Non, décidément, ça n’était pas un truc pour lui. Des vieux objets-souvenirs, il en avait, comme tout le monde, des réminiscences olfactives aussi, sans compter la puissance évocatrice de certaines musiques… Mais bon, cette nostalgie à deux sous, il n’allait quand même pas en faire un roman !



Laissant sa pensée vagabonder, il commença pourtant, un peu contre son gré, comme à son insu, à laisser venir à lui des choses hétéroclites qu’il avait amassées et qu’il ne s’était pas encore résolu à jeter.



Il y avait cette bouteille fantaisie en forme de boule, enserrée dans une corde de couleur, qu’il avait suspendue sur un gros clou au mur du garage. L’ensemble évoquait les boules de protection qu’on accroche, entre des pneus usagés, aux coques des bateaux pour éviter qu’ils ne heurtent directement le quai, ou celles qui servent à lester les filets de pêche. La bouteille, en effet, venait des bords de mer. Elle avait contenu un excellent Banyuls, bu depuis longtemps, qu’il avait acheté à la coopérative locale de la petite station balnéaire méridionale. Banyuls-sur-mer, avant-dernière commune de la côte d’émeraude et fleuron viticole de la Catalogne française, produisant un vin doux naturel réputé, avait pour lui une saveur particulière : c’était là qu’à 15 ans il avait fait la connaissance de celle qui deviendrait plus tard sa femme. Encore adolescents l’un et l’autre, habitant tous les deux dans la banlieue parisienne, le hasard avait voulu qu’ils fassent connaissance au sud des Pyrénées orientales.



Dans l’étagère à côté, il avait aussi gardé de cette époque de vieilles espadrilles à cordelettes, que les catalans nomment vigatan (prononcez « bigatane »), avec lesquelles elle et lui avaient appris à danser la sardane. Ils étaient assidus du « foment de la sardane », le club local. Entre deux apprentissages des pas et des balancements nécessaires au rendu gracieux et harmonieux de cette danse en ronde, ils avaient, à la pause, des discussions passionnées sur tous les sujets. L’intérêt respectif, encore platonique, qu’ils avaient l’un pour l’autre n’avait pas échappé à leurs parents respectifs, qui ne les lâchaient pas d’une semelle…

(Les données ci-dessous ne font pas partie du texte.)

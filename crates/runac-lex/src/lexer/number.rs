//! Integer literal lexing.
//!
//! The source language has one numeric form: a run of decimal digits.

use runac_util::Symbol;

use crate::token::{Token, TokenKind};
use crate::Lexer;

impl<'a> Lexer<'a> {
    pub(crate) fn lex_integer(&mut self) -> Token {
        let span_start = self.token_start;
        let line = self.line();
        let column = self.column();

        while self.cursor.current().is_ascii_digit() {
            self.cursor.advance();
        }

        let bytes = self.cursor.slice_from(span_start);
        let digits = std::str::from_utf8(bytes).expect("digit run is ASCII");

        Token::new(
            TokenKind::Integer,
            Some(Symbol::intern(digits)),
            runac_util::Span::new(span_start, line, column),
        )
    }
}

#[cfg(test)]
mod tests {
    use super::*;
    use runac_util::Handler;

    fn lex_one(source: &str) -> Token {
        let handler = Handler::new();
        let mut lexer = Lexer::new(source, &handler);
        lexer.next_token()
    }

    #[test]
    fn single_digit() {
        let tok = lex_one("7");
        assert_eq!(tok.kind, TokenKind::Integer);
        assert_eq!(tok.lexeme, Some(Symbol::intern("7")));
    }

    #[test]
    fn multi_digit_run() {
        let tok = lex_one("120394");
        assert_eq!(tok.lexeme, Some(Symbol::intern("120394")));
    }

    #[test]
    fn stops_at_non_digit() {
        let handler = Handler::new();
        let mut lexer = Lexer::new("42 plus", &handler);
        let first = lexer.next_token();
        assert_eq!(first.lexeme, Some(Symbol::intern("42")));
        assert_eq!(lexer.next_token().kind, TokenKind::Plus);
    }
}
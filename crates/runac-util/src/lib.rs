//! runac-util - shared foundation types for the Runa compiler.
//!
//! Every other crate in the workspace (`runac-lex`, `runac-par`, `runac-sem`,
//! `runac-gen`, `runac-drv`) depends on this one and none of the others, so it
//! carries no knowledge of tokens, grammar, or assembly - only the vocabulary
//! they all need: interned identifiers, source positions, and diagnostics.

mod diagnostic;
mod span;
mod symbol;

pub use diagnostic::{Diagnostic, Handler, Level};
pub use span::{SourceFile, SourceMap, Span};
pub use symbol::Symbol;

pub use rustc_hash::{FxHashMap, FxHashSet};
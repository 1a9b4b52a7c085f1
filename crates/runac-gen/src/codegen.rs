//! The [`CodeGen`] struct shared by every emission module in this crate.
//!
//! Mirrors the governing spec's description of generator state (§3.4
//! "Lifecycle", §5): a string pool, a monotonic label counter, and — while
//! walking one function's body — that function's variable table and loop
//! label stack. All of it is reset at the start of each function except the
//! pool and label counter, which persist for the whole `generate` call.

use runac_par::Program;
use runac_util::{FxHashSet, Handler, Symbol};
use runac_sem::TypeTable;

use crate::labels::LabelCounter;
use crate::locals::FunctionState;
use crate::pool::StringPool;

/// The first six integer/pointer argument registers, in order (§4.4
/// "Calling convention"). Shared by call-site argument loading and
/// function-prologue parameter storing so the two always agree.
pub(crate) const ARG_REGS: [&str; 6] = ["%rdi", "%rsi", "%rdx", "%rcx", "%r8", "%r9"];

pub struct CodeGen<'a> {
    pub(crate) program: &'a Program,
    pub(crate) types: &'a TypeTable,
    pub(crate) handler: &'a Handler,
    pub(crate) pool: StringPool,
    pub(crate) labels: LabelCounter,
    /// Buffered `.text` body: every user function plus the synthesized
    /// `main` (if any), in emission order. Kept separate from the final
    /// assembled output because the `.rodata` section (which must appear
    /// *before* `.text`) is only fully known once every function has been
    /// walked and every string literal interned.
    pub(crate) body: String,
    pub(crate) func: FunctionState,
    pub(crate) function_names: FxHashSet<Symbol>,
}

impl<'a> CodeGen<'a> {
    pub fn new(program: &'a Program, types: &'a TypeTable, handler: &'a Handler) -> Self {
        let function_names = program.functions.iter().map(|f| f.name).collect();
        Self {
            program,
            types,
            handler,
            pool: StringPool::new(),
            labels: LabelCounter::new(),
            body: String::new(),
            func: FunctionState::new(),
            function_names,
        }
    }

    pub(crate) fn emit(&mut self, line: impl AsRef<str>) {
        self.body.push_str(line.as_ref());
        self.body.push('\n');
    }

    pub(crate) fn emit_label(&mut self, label: impl AsRef<str>) {
        self.body.push_str(label.as_ref());
        self.body.push_str(":\n");
    }

    pub(crate) fn fresh_id(&mut self) -> u64 {
        self.labels.fresh()
    }

    pub(crate) fn is_user_function(&self, name: Symbol) -> bool {
        self.function_names.contains(&name)
    }
}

Aujourd’hui, on ne danse plus beaucoup la sardane dans la Catalogne française. C’est bien dommage, car l’harmonie résultant du mouvement d’ensemble des danseurs et danseuses qui se fondent dans ces grandes rondes est une bonne école contre l’individualisme ambiant. A l’appel du flaviol, sorte de petit pipeau local, les couples s’approchent pour former la ronde. Puis la cobla, l’orchestre catalan, commence à jouer cette musique si particulière, d’où émerge le son nasillard d’un instrument à vent typique : le tible. La ronde s’anime d’abord lentement, bras baissés. Puis les bras se lèvent, le tempo change, un léger tressaillement ternaire issu de la souplesse des chevilles accompagne chaque temps. Enfin, l’amplitude de la danse augmente et les pas sont finalement sautillés, puis sautés. Pendant tout ce temps, il faut compter les pas courts, et ensuite les pas longs, car ça ne tombe pas juste et il est essentiel de bien exécuter les « répartitions ». Un danseur expérimenté se charge généralement du rôle de chef de ronde et signale, par de petites pressions sur les mains de ses partenaires, immédiatement retransmises à toute la ronde, les indications invisibles qui permettront de finir en beauté. La grâce émanant du joli balancement de la ronde rend chacun heureux.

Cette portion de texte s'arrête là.